Local anti-smoking groups welcomed the shrinkage in sales.

“A sales shrinkage of more than 20 percent is impossible with other anti-smoking policies,” said Seo Hong-gwan, the head of the Korean Association on Smoking or Health and a professor at the National Cancer Center. “But the government will have to push other non-price related policies to prove that its main goal isn’t just to increase tax revenue.”

Local anti-smoking groups have demanded legislation that would ban tobacco advertisements at convenience stores and tobacco sales at the duty-free stores in Jeju International Airport.

Last month, the government considered crossing off cigarettes from the list of items sold tax free at Jeju International Airport, arguing for the need to protect public health.

The move was vehemently protested by some Jeju residents, who claimed that because the ban was only for the Jeju airport, it unfairly targeted local smokers and was a clear ploy to increase tax revenue.

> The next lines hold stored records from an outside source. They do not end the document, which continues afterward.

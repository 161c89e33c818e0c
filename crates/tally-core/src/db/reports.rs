//! Period-windowed expense reports
//!
//! Reports return every matching row joined with its category and currency
//! names. Callers aggregate; nothing is summed in SQL.

use chrono::NaiveDate;
use rusqlite::{Connection, ToSql};
use tracing::debug;

use super::expenses::parse_amount;
use super::Database;
use crate::error::Result;
use crate::models::{ExpenseRow, LedgerCounts, ReportFilter};
use crate::period::{self, DateWindow, PeriodSpec};

/// Date predicate applied to `e.created_at`
enum DateMatch {
    /// `created_at BETWEEN start AND end`
    Window(DateWindow),
    /// `created_at = day`
    Exact(NaiveDate),
}

impl Database {
    /// Expenses in a period, optionally limited to one category
    pub fn query(&self, period: PeriodSpec, category: Option<&str>) -> Result<Vec<ExpenseRow>> {
        let filter = ReportFilter {
            category: category.map(str::to_string),
            user_id: None,
        };
        self.query_report(period, &filter)
    }

    /// Expenses in a period matching `filter`.
    ///
    /// The period is resolved against the current date on every call.
    pub fn query_report(&self, period: PeriodSpec, filter: &ReportFilter) -> Result<Vec<ExpenseRow>> {
        let window = period::resolve(period)?;
        debug!(parent: self.span(), %period, %window, "Resolved report period");
        self.query_window(window, filter)
    }

    /// Expenses with `created_at` inside a closed date window
    pub fn query_window(&self, window: DateWindow, filter: &ReportFilter) -> Result<Vec<ExpenseRow>> {
        self.with_conn(|conn| select_rows(conn, DateMatch::Window(window), filter))
    }

    /// Expenses recorded on exactly `day` (date equality, no window)
    pub fn get_expenses_by_specific_day(
        &self,
        day: NaiveDate,
        filter: &ReportFilter,
    ) -> Result<Vec<ExpenseRow>> {
        self.with_conn(|conn| select_rows(conn, DateMatch::Exact(day), filter))
    }

    /// Row counts for every ledger table
    pub fn counts(&self) -> Result<LedgerCounts> {
        self.with_conn(|conn| {
            let count = |table: &str| -> rusqlite::Result<i64> {
                conn.query_row(&format!("SELECT COUNT(*) FROM {}", table), [], |row| {
                    row.get(0)
                })
            };
            Ok(LedgerCounts {
                users: count("users")?,
                categories: count("categories")?,
                currencies: count("currencies")?,
                expenses: count("expenses")?,
            })
        })
    }
}

fn select_rows(conn: &Connection, date: DateMatch, filter: &ReportFilter) -> Result<Vec<ExpenseRow>> {
    let mut conditions = Vec::new();
    let mut query_params: Vec<Box<dyn ToSql>> = Vec::new();

    match date {
        DateMatch::Window(window) => {
            conditions.push("e.created_at BETWEEN ? AND ?");
            query_params.push(Box::new(window.start));
            query_params.push(Box::new(window.end));
        }
        DateMatch::Exact(day) => {
            conditions.push("e.created_at = ?");
            query_params.push(Box::new(day));
        }
    }

    if let Some(category) = &filter.category {
        conditions.push("ca.name = ?");
        query_params.push(Box::new(category.trim().to_string()));
    }

    if let Some(user_id) = filter.user_id {
        conditions.push("e.user_id = ?");
        query_params.push(Box::new(user_id));
    }

    let sql = format!(
        r#"
        SELECT e.amount, cu.name, ca.name, e.created_at
        FROM expenses e
        JOIN categories ca ON ca.id = e.category_id
        JOIN currencies cu ON cu.id = e.currency_id
        WHERE {}
        ORDER BY e.created_at, e.id
        "#,
        conditions.join(" AND ")
    );

    let param_refs: Vec<&dyn ToSql> = query_params.iter().map(|p| p.as_ref()).collect();
    let mut stmt = conn.prepare(&sql)?;
    let raw = stmt
        .query_map(param_refs.as_slice(), |row| {
            Ok((
                row.get::<_, String>(0)?,
                row.get::<_, String>(1)?,
                row.get::<_, String>(2)?,
                row.get::<_, NaiveDate>(3)?,
            ))
        })?
        .collect::<std::result::Result<Vec<_>, _>>()?;

    raw.into_iter()
        .map(|(amount, currency, category, created_at)| {
            Ok(ExpenseRow {
                amount: parse_amount(&amount)?,
                currency,
                category,
                created_at,
            })
        })
        .collect()
}
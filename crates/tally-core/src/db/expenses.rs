//! Expense inserts

use chrono::NaiveDate;
use rust_decimal::Decimal;
use rusqlite::{params, Connection, OptionalExtension};
use tracing::info;

use super::dimensions::{self, Dimension};
use super::{users, write_error, Database};
use crate::error::{Error, Result};
use crate::models::Expense;

impl Database {
    /// Insert an expense dated today (by the storage clock).
    ///
    /// Fails with `InvalidAmount` for negative amounts and with
    /// `ForeignKeyViolation` if any referenced row is missing; nothing is
    /// written in either case.
    pub fn insert_expense(
        &self,
        amount: Decimal,
        currency_id: i64,
        category_id: i64,
        user_id: i64,
    ) -> Result<i64> {
        self.insert_expense_inner(amount, currency_id, category_id, user_id, None)
    }

    /// Insert an expense with an explicit date
    pub fn insert_expense_on(
        &self,
        amount: Decimal,
        currency_id: i64,
        category_id: i64,
        user_id: i64,
        created_at: NaiveDate,
    ) -> Result<i64> {
        self.insert_expense_inner(amount, currency_id, category_id, user_id, Some(created_at))
    }

    fn insert_expense_inner(
        &self,
        amount: Decimal,
        currency_id: i64,
        category_id: i64,
        user_id: i64,
        created_at: Option<NaiveDate>,
    ) -> Result<i64> {
        let id = self.with_transaction(|tx| {
            insert_expense(tx, amount, currency_id, category_id, user_id, created_at)
        })?;
        info!(parent: self.span(), expense_id = id, user_id, "Recorded expense");
        Ok(id)
    }

    /// Record an expense from names and an external identity.
    ///
    /// Resolves the user, looks up or creates the currency and category, and
    /// inserts the expense, all in one transaction on one connection. Fails
    /// with `UnknownUser` if the identity was never onboarded.
    pub fn record_expense(
        &self,
        amount: Decimal,
        currency: &str,
        category: &str,
        external_identity: i64,
    ) -> Result<i64> {
        self.record_expense_inner(amount, currency, category, external_identity, None)
    }

    /// Record an expense by names with an explicit date, in one transaction
    pub fn record_expense_on(
        &self,
        amount: Decimal,
        currency: &str,
        category: &str,
        external_identity: i64,
        created_at: NaiveDate,
    ) -> Result<i64> {
        self.record_expense_inner(amount, currency, category, external_identity, Some(created_at))
    }

    fn record_expense_inner(
        &self,
        amount: Decimal,
        currency: &str,
        category: &str,
        external_identity: i64,
        created_at: Option<NaiveDate>,
    ) -> Result<i64> {
        let amount = validate_amount(amount)?;
        let id = self.with_transaction(|tx| {
            let user_id = users::resolve_user_id(tx, external_identity)?
                .ok_or(Error::UnknownUser(external_identity))?;
            let currency_id = dimensions::lookup_or_insert(tx, Dimension::Currency, currency)?;
            let category_id = dimensions::lookup_or_insert(tx, Dimension::Category, category)?;
            insert_expense(tx, amount, currency_id, category_id, user_id, created_at)
        })?;
        info!(parent: self.span(), expense_id = id, ?created_at, "Recorded expense by name");
        Ok(id)
    }

    /// Get a stored expense by id
    pub fn get_expense(&self, id: i64) -> Result<Option<Expense>> {
        self.with_conn(|conn| {
            let row = conn
                .query_row(
                    "SELECT id, amount, currency_id, category_id, user_id, created_at
                     FROM expenses WHERE id = ?",
                    params![id],
                    |row| {
                        let amount: String = row.get(1)?;
                        Ok((
                            row.get::<_, i64>(0)?,
                            amount,
                            row.get::<_, i64>(2)?,
                            row.get::<_, i64>(3)?,
                            row.get::<_, i64>(4)?,
                            row.get::<_, NaiveDate>(5)?,
                        ))
                    },
                )
                .optional()?;

            row.map(
                |(id, amount, currency_id, category_id, user_id, created_at)| {
                    Ok(Expense {
                        id,
                        amount: parse_amount(&amount)?,
                        currency_id,
                        category_id,
                        user_id,
                        created_at,
                    })
                },
            )
            .transpose()
        })
    }
}

/// Reject negative amounts. `-0` is treated as zero.
pub(crate) fn validate_amount(amount: Decimal) -> Result<Decimal> {
    if amount.is_sign_negative() && !amount.is_zero() {
        return Err(Error::InvalidAmount(amount.to_string()));
    }
    Ok(amount.abs())
}

/// Parse an amount read back from the `expenses.amount` column
pub(crate) fn parse_amount(raw: &str) -> Result<Decimal> {
    raw.parse::<Decimal>()
        .map_err(|e| Error::InvalidAmount(format!("stored amount '{}' is unreadable: {}", raw, e)))
}

pub(crate) fn insert_expense(
    conn: &Connection,
    amount: Decimal,
    currency_id: i64,
    category_id: i64,
    user_id: i64,
    created_at: Option<NaiveDate>,
) -> Result<i64> {
    let amount = validate_amount(amount)?;

    match created_at {
        Some(date) => conn.execute(
            "INSERT INTO expenses (amount, currency_id, category_id, user_id, created_at)
             VALUES (?, ?, ?, ?, ?)",
            params![amount.to_string(), currency_id, category_id, user_id, date],
        ),
        None => conn.execute(
            "INSERT INTO expenses (amount, currency_id, category_id, user_id)
             VALUES (?, ?, ?, ?)",
            params![amount.to_string(), currency_id, category_id, user_id],
        ),
    }
    .map_err(write_error)?;

    Ok(conn.last_insert_rowid())
}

“Those Jeju duty-free stores, which were discussed in the ban, are solely for Korean citizens,” read a statement written Tuesday by I Love Smoking, the nation’s largest smokers’ rights group. “If tobacco is dropped from duty-free shops, smokers will have no choice but to keep buying from regular stores. It allows the government to increase tax revenue.

“Already, Korean citizens are allowed to buy a limited amount of tobacco at all kinds of duty-free stores,” the group emphasized. “It is unfair to ban the sales at Korean-only duty free stores, while still allowing sales at others,” the group said.

“If the government’s main concern is on public health, it should also ban tobacco sales at all duty-free stores in Korea, and even cross off alcohol from there,” it added.

The government currently has no plans to do so.